▶ **WORK ITEM**: From the first line to the last, return the data exactly as it stands.

[RECORDS TO USE — start]

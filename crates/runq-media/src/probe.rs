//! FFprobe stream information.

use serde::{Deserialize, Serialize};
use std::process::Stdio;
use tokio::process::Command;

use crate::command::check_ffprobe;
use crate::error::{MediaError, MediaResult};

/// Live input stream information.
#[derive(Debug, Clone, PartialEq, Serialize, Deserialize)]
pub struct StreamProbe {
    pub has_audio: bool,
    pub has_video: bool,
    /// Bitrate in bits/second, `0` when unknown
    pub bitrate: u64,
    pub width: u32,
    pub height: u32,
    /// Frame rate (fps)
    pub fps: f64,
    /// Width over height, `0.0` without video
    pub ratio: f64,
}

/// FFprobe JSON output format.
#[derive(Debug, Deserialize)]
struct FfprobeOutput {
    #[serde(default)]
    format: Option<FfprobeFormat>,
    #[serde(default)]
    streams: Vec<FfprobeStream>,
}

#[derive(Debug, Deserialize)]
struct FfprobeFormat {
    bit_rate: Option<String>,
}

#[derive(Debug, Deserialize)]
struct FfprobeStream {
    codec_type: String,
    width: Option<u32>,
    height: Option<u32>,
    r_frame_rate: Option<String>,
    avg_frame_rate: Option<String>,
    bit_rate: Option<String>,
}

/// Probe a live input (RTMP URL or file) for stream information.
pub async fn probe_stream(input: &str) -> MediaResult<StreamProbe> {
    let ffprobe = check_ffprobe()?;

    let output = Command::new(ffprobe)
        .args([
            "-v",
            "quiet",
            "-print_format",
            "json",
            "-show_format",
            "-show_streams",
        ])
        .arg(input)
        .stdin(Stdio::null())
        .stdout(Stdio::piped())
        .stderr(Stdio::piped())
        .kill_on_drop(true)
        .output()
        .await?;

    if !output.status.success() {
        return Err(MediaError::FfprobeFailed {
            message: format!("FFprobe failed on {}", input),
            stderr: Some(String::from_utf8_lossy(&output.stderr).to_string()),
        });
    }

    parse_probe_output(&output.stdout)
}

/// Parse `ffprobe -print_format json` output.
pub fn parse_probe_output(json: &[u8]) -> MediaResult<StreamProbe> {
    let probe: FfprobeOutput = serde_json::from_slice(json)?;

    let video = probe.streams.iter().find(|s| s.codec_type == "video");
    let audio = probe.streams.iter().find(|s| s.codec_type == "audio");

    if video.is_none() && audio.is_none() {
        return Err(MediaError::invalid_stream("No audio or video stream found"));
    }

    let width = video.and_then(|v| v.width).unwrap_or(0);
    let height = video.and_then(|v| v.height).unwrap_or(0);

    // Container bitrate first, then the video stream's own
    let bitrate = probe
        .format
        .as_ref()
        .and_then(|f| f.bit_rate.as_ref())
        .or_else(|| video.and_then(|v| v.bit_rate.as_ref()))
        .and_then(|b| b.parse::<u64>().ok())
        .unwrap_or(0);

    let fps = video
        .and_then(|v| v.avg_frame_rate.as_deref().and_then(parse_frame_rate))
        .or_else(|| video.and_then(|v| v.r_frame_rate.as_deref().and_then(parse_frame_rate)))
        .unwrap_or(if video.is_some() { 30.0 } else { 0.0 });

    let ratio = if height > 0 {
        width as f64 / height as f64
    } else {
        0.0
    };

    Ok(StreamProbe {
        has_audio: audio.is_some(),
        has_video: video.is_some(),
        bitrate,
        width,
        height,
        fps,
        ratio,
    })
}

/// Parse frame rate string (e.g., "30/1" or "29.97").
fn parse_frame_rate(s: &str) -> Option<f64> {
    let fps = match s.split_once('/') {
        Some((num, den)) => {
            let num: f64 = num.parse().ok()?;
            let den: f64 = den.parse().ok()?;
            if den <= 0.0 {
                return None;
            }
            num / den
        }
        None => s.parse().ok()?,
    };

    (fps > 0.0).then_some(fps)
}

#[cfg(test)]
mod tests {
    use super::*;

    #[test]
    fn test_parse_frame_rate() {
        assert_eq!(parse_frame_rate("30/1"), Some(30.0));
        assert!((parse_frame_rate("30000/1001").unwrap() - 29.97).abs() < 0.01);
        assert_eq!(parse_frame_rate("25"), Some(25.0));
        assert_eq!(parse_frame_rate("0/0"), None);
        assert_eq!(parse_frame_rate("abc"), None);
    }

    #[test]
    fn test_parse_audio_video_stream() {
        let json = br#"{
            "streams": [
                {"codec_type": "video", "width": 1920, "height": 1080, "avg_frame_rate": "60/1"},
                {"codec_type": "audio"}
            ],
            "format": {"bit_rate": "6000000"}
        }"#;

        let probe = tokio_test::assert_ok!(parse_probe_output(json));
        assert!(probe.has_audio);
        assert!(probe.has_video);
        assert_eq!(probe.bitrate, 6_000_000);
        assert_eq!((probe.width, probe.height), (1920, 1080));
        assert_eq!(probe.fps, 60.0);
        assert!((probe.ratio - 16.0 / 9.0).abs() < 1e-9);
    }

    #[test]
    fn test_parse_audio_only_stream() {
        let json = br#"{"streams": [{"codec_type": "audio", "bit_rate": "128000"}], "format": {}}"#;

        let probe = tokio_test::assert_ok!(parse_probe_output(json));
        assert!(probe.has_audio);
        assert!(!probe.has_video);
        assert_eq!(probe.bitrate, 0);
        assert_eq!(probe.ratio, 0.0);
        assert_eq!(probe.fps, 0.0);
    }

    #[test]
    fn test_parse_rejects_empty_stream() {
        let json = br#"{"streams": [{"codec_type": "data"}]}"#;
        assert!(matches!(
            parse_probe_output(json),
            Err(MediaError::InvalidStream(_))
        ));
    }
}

[RECORDS TO USE — finish]

▶ **ANSWER TO THIS TASK**:
filename crates/runq-media/src/probe.rs
//! FFprobe stream information.

use serde::{Deserialize, Serialize};
use std::process::Stdio;
use tokio::process::Command;

use crate::command::check_ffprobe;
use crate::error::{MediaError, MediaResult};

/// Live input stream information.
#[derive(Debug, Clone, PartialEq, Serialize, Deserialize)]
pub struct StreamProbe {
    pub has_audio: bool,
    pub has_video: bool,
    /// Bitrate in bits/second, `0` when unknown
    pub bitrate: u64,
    pub width: u32,
    pub height: u32,
    /// Frame rate (fps)
    pub fps: f64,
    /// Width over height, `0.0` without video
    pub ratio: f64,
}

/// FFprobe JSON output format.
#[derive(Debug, Deserialize)]
struct FfprobeOutput {
    #[serde(default)]
    format: Option<FfprobeFormat>,
    #[serde(default)]
    streams: Vec<FfprobeStream>,
}

#[derive(Debug, Deserialize)]
struct FfprobeFormat {
    bit_rate: Option<String>,
}

#[derive(Debug, Deserialize)]
struct FfprobeStream {
    codec_type: String,
    width: Option<u32>,
    height: Option<u32>,
    r_frame_rate: Option<String>,
    avg_frame_rate: Option<String>,
    bit_rate: Option<String>,
}

/// Probe a live input (RTMP URL or file) for stream information.
pub async fn probe_stream(input: &str) -> MediaResult<StreamProbe> {
    let ffprobe = check_ffprobe()?;

    let output = Command::new(ffprobe)
        .args([
            "-v",
            "quiet",
            "-print_format",
            "json",
            "-show_format",
            "-show_streams",
        ])
        .arg(input)
        .stdin(Stdio::null())
        .stdout(Stdio::piped())
        .stderr(Stdio::piped())
        .kill_on_drop(true)
        .output()
        .await?;

    if !output.status.success() {
        return Err(MediaError::FfprobeFailed {
            message: format!("FFprobe failed on {}", input),
            stderr: Some(String::from_utf8_lossy(&output.stderr).to_string()),
        });
    }

    parse_probe_output(&output.stdout)
}

/// Parse `ffprobe -print_format json` output.
pub fn parse_probe_output(json: &[u8]) -> MediaResult<StreamProbe> {
    let probe: FfprobeOutput = serde_json::from_slice(json)?;

    let video = probe.streams.iter().find(|s| s.codec_type == "video");
    let audio = probe.streams.iter().find(|s| s.codec_type == "audio");

    if video.is_none() && audio.is_none() {
        return Err(MediaError::invalid_stream("No audio or video stream found"));
    }

    let width = video.and_then(|v| v.width).unwrap_or(0);
    let height = video.and_then(|v| v.height).unwrap_or(0);

    // Container bitrate first, then the video stream's own
    let bitrate = probe
        .format
        .as_ref()
        .and_then(|f| f.bit_rate.as_ref())
        .or_else(|| video.and_then(|v| v.bit_rate.as_ref()))
        .and_then(|b| b.parse::<u64>().ok())
        .unwrap_or(0);

    let fps = video
        .and_then(|v| v.avg_frame_rate.as_deref().and_then(parse_frame_rate))
        .or_else(|| video.and_then(|v| v.r_frame_rate.as_deref().and_then(parse_frame_rate)))
        .unwrap_or(if video.is_some() { 30.0 } else { 0.0 });

    let ratio = if height > 0 {
        width as f64 / height as f64
    } else {
        0.0
    };

    Ok(StreamProbe {
        has_audio: audio.is_some(),
        has_video: video.is_some(),
        bitrate,
        width,
        height,
        fps,
        ratio,
    })
}

/// Parse frame rate string (e.g., "30/1" or "29.97").
fn parse_frame_rate(s: &str) -> Option<f64> {
    let fps = match s.split_once('/') {
        Some((num, den)) => {
            let num: f64 = num.parse().ok()?;
            let den: f64 = den.parse().ok()?;
            if den <= 0.0 {
                return None;
            }
            num / den
        }
        None => s.parse().ok()?,
    };

    (fps > 0.0).then_some(fps)
}

#[cfg(test)]
mod tests {
    use super::*;

    #[test]
    fn test_parse_frame_rate() {
        assert_eq!(parse_frame_rate("30/1"), Some(30.0));
        assert!((parse_frame_rate("30000/1001").unwrap() - 29.97).abs() < 0.01);
        assert_eq!(parse_frame_rate("25"), Some(25.0));
        assert_eq!(parse_frame_rate("0/0"), None);
        assert_eq!(parse_frame_rate("abc"), None);
    }

    #[test]
    fn test_parse_audio_video_stream() {
        let json = br#"{
            "streams": [
                {"codec_type": "video", "width": 1920, "height": 1080, "avg_frame_rate": "60/1"},
                {"codec_type": "audio"}
            ],
            "format": {"bit_rate": "6000000"}
        }"#;

        let probe = tokio_test::assert_ok!(parse_probe_output(json));
        assert!(probe.has_audio);
        assert!(probe.has_video);
        assert_eq!(probe.bitrate, 6_000_000);
        assert_eq!((probe.width, probe.height), (1920, 1080));
        assert_eq!(probe.fps, 60.0);
        assert!((probe.ratio - 16.0 / 9.0).abs() < 1e-9);
    }

    #[test]
    fn test_parse_audio_only_stream() {
        let json = br#"{"streams": [{"codec_type": "audio", "bit_rate": "128000"}], "format": {}}"#;

        let probe = tokio_test::assert_ok!(parse_probe_output(json));
        assert!(probe.has_audio);
        assert!(!probe.has_video);
        assert_eq!(probe.bitrate, 0);
        assert_eq!(probe.ratio, 0.0);
        assert_eq!(probe.fps, 0.0);
    }

    #[test]
    fn test_parse_rejects_empty_stream() {
        let json = br#"{"streams": [{"codec_type": "data"}]}"#;
        assert!(matches!(
            parse_probe_output(json),
            Err(MediaError::InvalidStream(_))
        ));
    }
}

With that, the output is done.